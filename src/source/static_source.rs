use std::sync::Arc;

use parking_lot::Mutex;

use super::{ChangeReceiver, CreationInfo, PushChangeParams, Source, SourceKind};
use crate::change::FileKeys;
use crate::domain::SmartBlockType;
use crate::error::{EngineError, Result};
use crate::state::{apply_state_fast_one, State};

/// Pre-built in-memory document registered under a fixed id.
pub struct StaticSource {
    id: String,
    space_id: String,
    sb_type: SmartBlockType,
    read_only: bool,
    state: Mutex<State>,
    creation: CreationInfo,
}

impl StaticSource {
    pub fn new(space_id: &str, sb_type: SmartBlockType, state: State, read_only: bool) -> Self {
        Self {
            id: state.root_id().to_string(),
            space_id: space_id.to_string(),
            sb_type,
            read_only,
            state: Mutex::new(state),
            creation: CreationInfo::default(),
        }
    }

    pub fn with_creation_info(mut self, creation: CreationInfo) -> Self {
        self.creation = creation;
        self
    }
}

impl Source for StaticSource {
    fn id(&self) -> &str {
        &self.id
    }

    fn space_id(&self) -> &str {
        &self.space_id
    }

    fn kind(&self) -> SourceKind {
        SourceKind::Static
    }

    fn smartblock_type(&self) -> SmartBlockType {
        self.sb_type
    }

    fn read_only(&self) -> bool {
        self.read_only
    }

    fn read_doc(&self, _receiver: Option<Arc<dyn ChangeReceiver>>) -> Result<State> {
        let mut st = self.state.lock().clone();
        st.set_space_id(&self.space_id);
        st.set_smartblock_type(self.sb_type);
        Ok(st)
    }

    /// Applies content in memory only; nothing is appended anywhere.
    fn push_change(&self, params: PushChangeParams) -> Result<String> {
        if self.read_only {
            return Err(EngineError::ReadOnly(self.id.clone()));
        }
        let mut state = self.state.lock();
        let mut next = state.new_state();
        for item in &params.content {
            next.apply_change(item)?;
        }
        next.add_file_keys(&params.file_keys);
        let (next, _) = apply_state_fast_one(next)?;
        *state = next;
        Ok(String::new())
    }

    fn heads(&self) -> Vec<String> {
        vec![self.id.clone()]
    }

    fn file_keys_snapshot(&self) -> Vec<FileKeys> {
        self.state.lock().file_keys().to_vec()
    }

    fn creation_info(&self) -> Result<CreationInfo> {
        Ok(self.creation.clone())
    }

    fn close(&self) -> Result<()> {
        Ok(())
    }
}
impl Shared {
    fn accumulate(&self, info: &LinksUpdateInfo) {
        self.pending.lock().apply(info);
    }

    fn drain_channel(&self) {
        let mut pending = self.pending.lock();
        for info in self.updates.try_iter() {
            pending.apply(&info);
        }
    }

    fn flush(&self) {
        let _flushing = self.flushing.lock();
        let targets = self.pending.lock().take();
        if targets.is_empty() {
            return;
        }
        debug!("updating backlinks of {} objects", targets.len());
        for ((space_id, target), diff) in targets {
            if diff.is_empty() {
                continue;
            }
            if let Err(e) = self.patch_target(&space_id, &target, &diff) {
                warn!("failed to update backlinks of {target} in {space_id}: {e}");
            }
        }
    }

    /// Date objects, bundled records and system blocks never track backlinks.
    fn keeps_backlinks(&self, id: &str) -> bool {
        if VirtualId::parse(id).is_some() {
            return false;
        }
        match self.store.common().get_smartblock_type(id) {
            Ok(Some(sb_type)) => sb_type.keeps_backlinks(),
            _ => true,
        }
    }

    fn filtered(&self, backlinks: Vec<String>) -> Vec<String> {
        backlinks.into_iter().filter(|b| self.keeps_backlinks(b)).collect()
    }

    fn patch_target(&self, space_id: &str, target: &str, diff: &BacklinksDiff) -> Result<()> {
        if !self.keeps_backlinks(target) {
            return Ok(());
        }
        let space = self.store.space_index(space_id)?;
        let stored = space.get_details(target)?;
        if stored.get_bool(keys::IS_DELETED) {
            return Ok(());
        }
        if stored.is_empty() {
            // Not indexed yet; the first details write picks this up.
            return space.update_pending_local_details(target, |mut pending| {
                let next = self.filtered(diff.apply_to(pending.get_list(keys::BACKLINKS)));
                pending.set(keys::BACKLINKS, next);
                Ok(Some(pending))
            });
        }

        let mut modify = || {
            space.modify_object_details(target, |mut details: Details| {
                if details.is_empty() || details.get_bool(keys::IS_DELETED) {
                    return Err(EngineError::DetailsNotChanged);
                }
                let next = self.filtered(diff.apply_to(details.get_list(keys::BACKLINKS)));
                details.set(keys::BACKLINKS, next);
                Ok(Some(details))
            })
        };
        match self.editor.do_locked_if_not_exists(target, &mut modify) {
            Err(EngineError::ObjectCached(_)) => {
                debug!("{target} is open, recomputing its backlinks");
                self.editor
                    .do_open(space_id, target, &mut || self.recompute(&space, target))
            }
            other => other,
        }
    }

    fn recompute(&self, space: &SpaceIndex, target: &str) -> Result<()> {
        let inbound = self.filtered(space.get_inbound_links_by_id(target)?);
        space.modify_object_details(target, |mut details| {
            if details.is_empty() || details.get_bool(keys::IS_DELETED) {
                return Err(EngineError::DetailsNotChanged);
            }
            details.set(keys::BACKLINKS, inbound.clone());
            Ok(Some(details))
        })
    }
}

/// Aggregates link diffs and patches backlinks once the stream goes quiet
/// for one aggregation interval.
pub struct BacklinksWatcher {
    shared: Arc<Shared>,
    interval: Duration,
    stop: Mutex<Option<Sender<()>>>,
    handle: Mutex<Option<JoinHandle<()>>>,
}

impl BacklinksWatcher {
    /// Subscribes right away, so diffs published before [`run`](Self::run)
    /// are not lost.
    pub fn new(config: &EngineConfig, store: Arc<ObjectStore>, editor: Arc<dyn EditorBoundary>) -> Self {
        let updates = store.subscribe_links_update();
        Self {
            shared: Arc::new(Shared {
                store,
                editor,
                updates,
                pending: Mutex::new(Accumulator::default()),
                flushing: Mutex::new(()),
            }),
            interval: config.backlinks_interval(),
            stop: Mutex::new(None),
            handle: Mutex::new(None),
        }
    }

    pub fn run(&self) -> Result<()> {
        let mut handle = self.handle.lock();
        if handle.is_some() {
            return Ok(());
        }
        let (stop_tx, stop_rx) = bounded::<()>(0);
        let shared = self.shared.clone();
        let interval = self.interval;
        let spawned = thread::Builder::new()
            .name("backlinks-watcher".into())
            .spawn(move || watch(shared, stop_rx, interval))?;
        *self.stop.lock() = Some(stop_tx);
        *handle = Some(spawned);
        info!("backlinks watcher started, aggregation {:?}", self.interval);
        Ok(())
    }

    /// Applies everything received so far on the calling thread.
    pub fn flush_updates(&self) {
        self.shared.drain_channel();
        self.shared.flush();
    }

    /// Stops the worker after a final flush.
    pub fn close(&self) {
        self.stop.lock().take();
        if let Some(handle) = self.handle.lock().take() {
            if handle.join().is_err() {
                warn!("backlinks watcher thread panicked");
            }
        }
    }
}

impl Drop for BacklinksWatcher {
    fn drop(&mut self) {
        self.close();
    }
}

fn watch(shared: Arc<Shared>, stop: Receiver<()>, interval: Duration) {
    let mut last_received: Option<Instant> = None;
    loop {
        select! {
            recv(shared.updates) -> msg => match msg {
                Ok(info) => {
                    shared.accumulate(&info);
                    last_received = Some(Instant::now());
                }
                Err(_) => break,
            },
            recv(stop) -> _ => break,
            default(interval) => {}
        }
        if last_received.is_some_and(|at| at.elapsed() >= interval) && !shared.pending.lock().is_empty() {
            shared.flush();
            last_received = None;
        }
    }
    shared.drain_channel();
    shared.flush();
    debug!("backlinks watcher stopped");
}

impl Component for BacklinksWatcher {
    fn name(&self) -> &'static str {
        "backlinks"
    }

    fn init(&self, app: &App) -> Result<()> {
        app.component::<ObjectStore>()?;
        Ok(())
    }

    fn run(&self, _ctx: &Context) -> Result<()> {
        BacklinksWatcher::run(self)
    }

    fn close(&self) -> Result<()> {
        BacklinksWatcher::close(self);
        Ok(())
    }
}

• **WHAT THIS TASK INVOLVES**
Look above for the line holding "fn filtered(&self, backlinks: Vec<String>)". Print it and every line after it, exactly, through the line holding "diff: &BacklinksDiff) ->".

• **ANSWER SPACE**
    fn filtered(&self, backlinks: Vec<String>) -> Vec<String> {
        backlinks.into_iter().filter(|b| self.keeps_backlinks(b)).collect()
    }

    fn patch_target(&self, space_id: &str, target: &str, diff: &BacklinksDiff) -> Result<()> {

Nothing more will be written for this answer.